Work to complete. Every line containing the word "this" must be pulled from the records.

Provided records.
┌──

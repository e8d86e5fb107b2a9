//! Operators: named computation units evaluated lazily by the engine.
//!
//! An [`Operator`] wraps an engine-side instance created by name. Inputs
//! connect to literals, entities or upstream operator outputs; nothing runs
//! until an output is requested, at which point the engine pulls the
//! transitive closure of upstream inputs.

use std::sync::{Arc, Mutex};

use crate::binding::call::{
    CallValue, OperatorCall, OutputKind, Request, Response,
};
use crate::entity::collection::{Collection, CollectionItem};
use crate::entity::field::{FieldBase, FieldPayload};
use crate::entity::unit_system::UnitSystem;
use crate::entity::{Entity, EntityKind};
use crate::error::{Error, Result};
use crate::handle::{unexpected_response, EntityHandle};
use crate::server::Server;
use crate::version::VERSION_PIN_ALIASES;
use crate::workflow::Workflow;
use crate::{Float, Id};

pub mod config;
pub mod specification;

use config::OperatorConfig;
use specification::Specification;

/// Anything connectable to an input pin.
///
/// Entities connect by reference, literals by value, and
/// [`OperatorOutput`] builds a lazy edge evaluated engine-side.
pub enum PinValue {
    Int(Id),
    Double(Float),
    Bool(bool),
    Str(String),
    IntVec(Vec<Id>),
    DoubleVec(Vec<Float>),
    StrVec(Vec<String>),
    UnitSystem(UnitSystem),
    Entity(Arc<EntityHandle>),
    Output(OperatorOutput),
}

impl PinValue {
    pub(crate) fn into_call_value(self) -> Result<CallValue> {
        Ok(match self {
            Self::Int(v) => CallValue::Int(v),
            Self::Double(v) => CallValue::Double(v),
            Self::Bool(v) => CallValue::Bool(v),
            Self::Str(v) => CallValue::Str(v),
            Self::IntVec(v) => CallValue::IntVec(v),
            Self::DoubleVec(v) => CallValue::DoubleVec(v),
            Self::StrVec(v) => CallValue::StrVec(v),
            Self::UnitSystem(v) => CallValue::UnitSystem(v),
            Self::Entity(handle) => CallValue::Entity {
                kind: handle.kind(),
                handle: handle.live_id()?,
            },
            Self::Output(output) => CallValue::Upstream {
                operator: output.operator.handle.live_id()?,
                pin: output.pin,
            },
        })
    }
}

macro_rules! pin_value_from_literal {
    ($($ty:ty => $variant:ident),* $(,)?) => {
        $(impl From<$ty> for PinValue {
            fn from(v: $ty) -> Self {
                Self::$variant(v)
            }
        })*
    };
}

pin_value_from_literal! {
    Id => Int,
    Float => Double,
    bool => Bool,
    String => Str,
    Vec<Id> => IntVec,
    Vec<Float> => DoubleVec,
    Vec<String> => StrVec,
    UnitSystem => UnitSystem,
}

impl From<&str> for PinValue {
    fn from(v: &str) -> Self {
        Self::Str(v.to_string())
    }
}

macro_rules! pin_value_from_entity {
    ($($ty:ty),* $(,)?) => {
        $(impl From<&$ty> for PinValue {
            fn from(e: &$ty) -> Self {
                Self::Entity(e.handle().clone())
            }
        })*
    };
}

pin_value_from_entity! {
    crate::entity::scoping::Scoping,
    crate::entity::mesh::MeshedRegion,
    crate::entity::data_sources::DataSources,
    crate::entity::data_tree::DataTree,
    crate::entity::generic::GenericDataContainer,
    crate::entity::any::Any,
    crate::entity::support::Support,
    crate::entity::support::TimeFreqSupport,
}

impl<P: FieldPayload> From<&FieldBase<P>> for PinValue {
    fn from(e: &FieldBase<P>) -> Self {
        Self::Entity(e.handle().clone())
    }
}

impl<T: CollectionItem> From<&Collection<T>> for PinValue {
    fn from(e: &Collection<T>) -> Self {
        Self::Entity(e.handle().clone())
    }
}

impl From<OperatorOutput> for PinValue {
    fn from(output: OperatorOutput) -> Self {
        Self::Output(output)
    }
}

impl From<&Operator> for PinValue {
    fn from(op: &Operator) -> Self {
        // connecting an operator without a pin means its first output
        Self::Output(op.output(0))
    }
}

/// Types retrievable from an output pin.
pub trait FromOutput: Sized {
    fn requested() -> OutputKind;
    fn from_response(response: Response, server: &Server) -> Result<Self>;
}

macro_rules! from_output_literal {
    ($($ty:ty => $kind:ident / $variant:ident),* $(,)?) => {
        $(impl FromOutput for $ty {
            fn requested() -> OutputKind {
                OutputKind::$kind
            }

            fn from_response(response: Response, _server: &Server) -> Result<Self> {
                match response {
                    Response::$variant(v) => Ok(v),
                    other => Err(unexpected_response("operator_get_output", &other)),
                }
            }
        })*
    };
}

from_output_literal! {
    Id => Int / Int,
    Float => Double / Double,
    bool => Bool / Bool,
    String => Str / Str,
    Vec<u8> => Bytes / Bytes,
}

fn entity_from_response<E: Entity>(response: Response, server: &Server) -> Result<E> {
    match response {
        Response::Entity { kind, handle } => {
            E::adopt(EntityHandle::new(handle, kind, server.clone()))
        }
        Response::Handle(handle) => Ok(E::from_handle(EntityHandle::new(
            handle,
            E::KIND,
            server.clone(),
        ))),
        other => Err(unexpected_response("operator_get_output", &other)),
    }
}

macro_rules! from_output_entity {
    ($($ty:ty),* $(,)?) => {
        $(impl FromOutput for $ty {
            fn requested() -> OutputKind {
                OutputKind::Entity(<$ty as Entity>::KIND)
            }

            fn from_response(response: Response, server: &Server) -> Result<Self> {
                entity_from_response(response, server)
            }
        })*
    };
}

from_output_entity! {
    crate::entity::scoping::Scoping,
    crate::entity::mesh::MeshedRegion,
    crate::entity::data_sources::DataSources,
    crate::entity::data_tree::DataTree,
    crate::entity::generic::GenericDataContainer,
    crate::entity::any::Any,
    crate::entity::support::Support,
    crate::entity::support::TimeFreqSupport,
}

impl<P: FieldPayload> FromOutput for FieldBase<P> {
    fn requested() -> OutputKind {
        OutputKind::Entity(P::KIND)
    }

    fn from_response(response: Response, server: &Server) -> Result<Self> {
        entity_from_response(response, server)
    }
}

impl<T: CollectionItem> FromOutput for Collection<T> {
    fn requested() -> OutputKind {
        OutputKind::Entity(T::COLLECTION_KIND)
    }

    fn from_response(response: Response, server: &Server) -> Result<Self> {
        entity_from_response(response, server)
    }
}

impl FromOutput for Workflow {
    fn requested() -> OutputKind {
        OutputKind::Entity(EntityKind::Workflow)
    }

    fn from_response(response: Response, server: &Server) -> Result<Self> {
        match response {
            Response::Entity {
                kind: EntityKind::Workflow,
                handle,
            }
            | Response::Handle(handle) => Ok(Workflow::from_handle(EntityHandle::new(
                handle,
                EntityKind::Workflow,
                server.clone(),
            ))),
            other => Err(unexpected_response("operator_get_output", &other)),
        }
    }
}

/// Lazy reference to one output pin, usable as a pin value downstream.
#[derive(Clone)]
pub struct OperatorOutput {
    operator: Operator,
    pin: i32,
}

impl OperatorOutput {
    pub fn pin(&self) -> i32 {
        self.pin
    }

    pub fn operator(&self) -> &Operator {
        &self.operator
    }
}

/// Engine-side operator instance.
#[derive(Clone)]
pub struct Operator {
    handle: Arc<EntityHandle>,
    name: String,
    // lazily fetched, at most once per wrapper
    spec: Arc<Mutex<Option<Arc<Specification>>>>,
}

impl Operator {
    /// Instantiates the named operator on `server`.
    ///
    /// The engine enforces license acceptance here; a rejection surfaces as
    /// a license error. An operator the engine does not register fails with
    /// an unsupported-operation error carrying a nearest-name hint.
    pub fn new(server: &Server, name: &str) -> Result<Self> {
        if !server.has_operator(name) {
            return Err(server.unknown_operator(name));
        }
        match server.call(Request::Operator(OperatorCall::New {
            name: name.to_string(),
        }))? {
            Response::Handle(h) => Ok(Self {
                handle: EntityHandle::new(h, EntityKind::Operator, server.clone()),
                name: name.to_string(),
                spec: Arc::new(Mutex::new(None)),
            }),
            other => Err(unexpected_response("operator_new", &other)),
        }
    }

    pub(crate) fn from_parts(handle: Arc<EntityHandle>, name: String) -> Self {
        Self {
            handle,
            name,
            spec: Arc::new(Mutex::new(None)),
        }
    }

    pub fn name(&self) -> &str {
        &self.name
    }

    pub fn server(&self) -> &Server {
        self.handle.server()
    }

    pub(crate) fn handle(&self) -> &Arc<EntityHandle> {
        &self.handle
    }

    fn call(&self, call: OperatorCall) -> Result<Response> {
        self.handle.server().call(Request::Operator(call))
    }

    /// Fresh instance of the same operator with the same configuration,
    /// without any of the connected inputs.
    pub fn derivate(&self) -> Result<Operator> {
        match self.call(OperatorCall::Derivate {
            operator: self.handle.live_id()?,
        })? {
            Response::Handle(h) => Ok(Self::from_parts(
                EntityHandle::new(h, EntityKind::Operator, self.handle.server().clone()),
                self.name.clone(),
            )),
            other => Err(unexpected_response("operator_derivate", &other)),
        }
    }

    /// Connects an input pin to a literal, an entity or an upstream output.
    pub fn connect(&self, pin: i32, value: impl Into<PinValue>) -> Result<()> {
        match self.call(OperatorCall::Connect {
            operator: self.handle.live_id()?,
            pin,
            value: value.into().into_call_value()?,
        })? {
            Response::Done => Ok(()),
            other => Err(unexpected_response("operator_connect", &other)),
        }
    }

    /// Connects an input resolved by pin name.
    ///
    /// Aliased names still route to their pin but log a deprecation warning;
    /// alias resolution needs an engine >= 10.0.
    pub fn connect_named(&self, name: &str, value: impl Into<PinValue>) -> Result<()> {
        let spec = self.specification()?;
        let (pin, via_alias) = spec.input_pin_by_name(name)?;
        if via_alias {
            self.handle.server().require(VERSION_PIN_ALIASES)?;
            warn!(
                "input `{}` of operator `{}` is a deprecated alias of `{}`",
                name,
                self.name,
                spec.input_pin(pin).map(|p| p.name.as_str()).unwrap_or("?")
            );
        }
        self.connect(pin, value)
    }

    /// Evaluates the operator and retrieves an output pin as `T`.
    ///
    /// Evaluation is pull-driven: this is the moment the engine runs the
    /// upstream graph.
    pub fn get_output<T: FromOutput>(&self, pin: i32) -> Result<T> {
        let response = self.call(OperatorCall::GetOutput {
            operator: self.handle.live_id()?,
            pin,
            requested: T::requested(),
        })?;
        T::from_response(response, self.handle.server())
    }

    /// Lazy handle on an output pin, for wiring into downstream pins.
    pub fn output(&self, pin: i32) -> OperatorOutput {
        OperatorOutput {
            operator: self.clone(),
            pin,
        }
    }

    /// Evaluates for side effects, without retrieving an output.
    pub fn run(&self) -> Result<()> {
        match self.call(OperatorCall::Run {
            operator: self.handle.live_id()?,
        })? {
            Response::Done => Ok(()),
            other => Err(unexpected_response("operator_run", &other)),
        }
    }

    /// Declarative contract of this operator, fetched once and shared
    /// between clones.
    pub fn specification(&self) -> Result<Arc<Specification>> {
        let mut slot = self.spec.lock().unwrap();
        if let Some(spec) = slot.as_ref() {
            return Ok(spec.clone());
        }
        let spec = Self::specification_of(self.handle.server(), &self.name)?;
        *slot = Some(spec.clone());
        Ok(spec)
    }

    /// Specification lookup by operator name, without instantiating.
    pub fn specification_of(server: &Server, name: &str) -> Result<Arc<Specification>> {
        match server.call(Request::Operator(OperatorCall::GetSpecification {
            name: name.to_string(),
        }))? {
            Response::Spec(spec) => Ok(Arc::from(spec)),
            other => Err(unexpected_response("operator_get_specification", &other)),
        }
    }

    pub fn config(&self) -> Result<OperatorConfig> {
        match self.call(OperatorCall::GetConfig {
            operator: self.handle.live_id()?,
        })? {
            Response::Config(config) => Ok(config),
            other => Err(unexpected_response("operator_get_config", &other)),
        }
    }

    pub fn set_config(&self, config: OperatorConfig) -> Result<()> {
        match self.call(OperatorCall::SetConfig {
            operator: self.handle.live_id()?,
            config,
        })? {
            Response::Done => Ok(()),
            other => Err(unexpected_response("operator_set_config", &other)),
        }
    }
}

impl PartialEq for Operator {
    fn eq(&self, other: &Self) -> bool {
        self.handle.same_object(&other.handle)
    }
}

impl std::fmt::Debug for Operator {
    fn fmt(&self, f: &mut std::fmt::Formatter) -> std::fmt::Result {
        write!(f, "Operator(`{}`, {:?})", self.name, self.handle)
    }
}
//! Operator configuration.

use linked_hash_map::LinkedHashMap;

use crate::error::{Error, Result};

pub const CONFIG_NUM_THREADS: &str = "num_threads";
pub const CONFIG_WORK_BY_INDEX: &str = "work_by_index";
pub const CONFIG_INPLACE: &str = "inplace";

/// A single typed configuration value.
#[derive(Clone, Debug, PartialEq, Deserialize, Serialize)]
pub enum ConfigValue {
    Int(i32),
    Double(f64),
    Bool(bool),
    Str(String),
}

/// Named typed options rebinding an operator's execution parameters.
///
/// Setting the config on an operator replaces the engine-side parameter set
/// wholesale; unspecified options fall back to the defaults declared in the
/// operator's specification.
#[derive(Clone, Debug, PartialEq, Default, Deserialize, Serialize)]
pub struct OperatorConfig {
    options: LinkedHashMap<String, ConfigValue>,
}

impl OperatorConfig {
    pub fn new() -> Self {
        Self::default()
    }

    pub fn set(&mut self, name: &str, value: ConfigValue) {
        self.options.insert(name.to_string(), value);
    }

    pub fn get(&self, name: &str) -> Option<&ConfigValue> {
        self.options.get(name)
    }

    pub fn options(&self) -> impl Iterator<Item = (&String, &ConfigValue)> {
        self.options.iter()
    }

    pub fn set_num_threads(&mut self, threads: i32) {
        self.set(CONFIG_NUM_THREADS, ConfigValue::Int(threads));
    }

    pub fn set_work_by_index(&mut self, enabled: bool) {
        self.set(CONFIG_WORK_BY_INDEX, ConfigValue::Bool(enabled));
    }

    pub fn set_inplace(&mut self, enabled: bool) {
        self.set(CONFIG_INPLACE, ConfigValue::Bool(enabled));
    }

    pub fn num_threads(&self) -> Result<i32> {
        match self.get(CONFIG_NUM_THREADS) {
            Some(ConfigValue::Int(n)) => Ok(*n),
            Some(other) => Err(Error::TypeMismatch {
                expected: "int".to_string(),
                actual: format!("{:?}", other),
            }),
            None => Ok(0),
        }
    }
}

└──

Task response.
    /// Evaluation is pull-driven: this is the moment the engine runs the
    /// Declarative contract of this operator, fetched once and shared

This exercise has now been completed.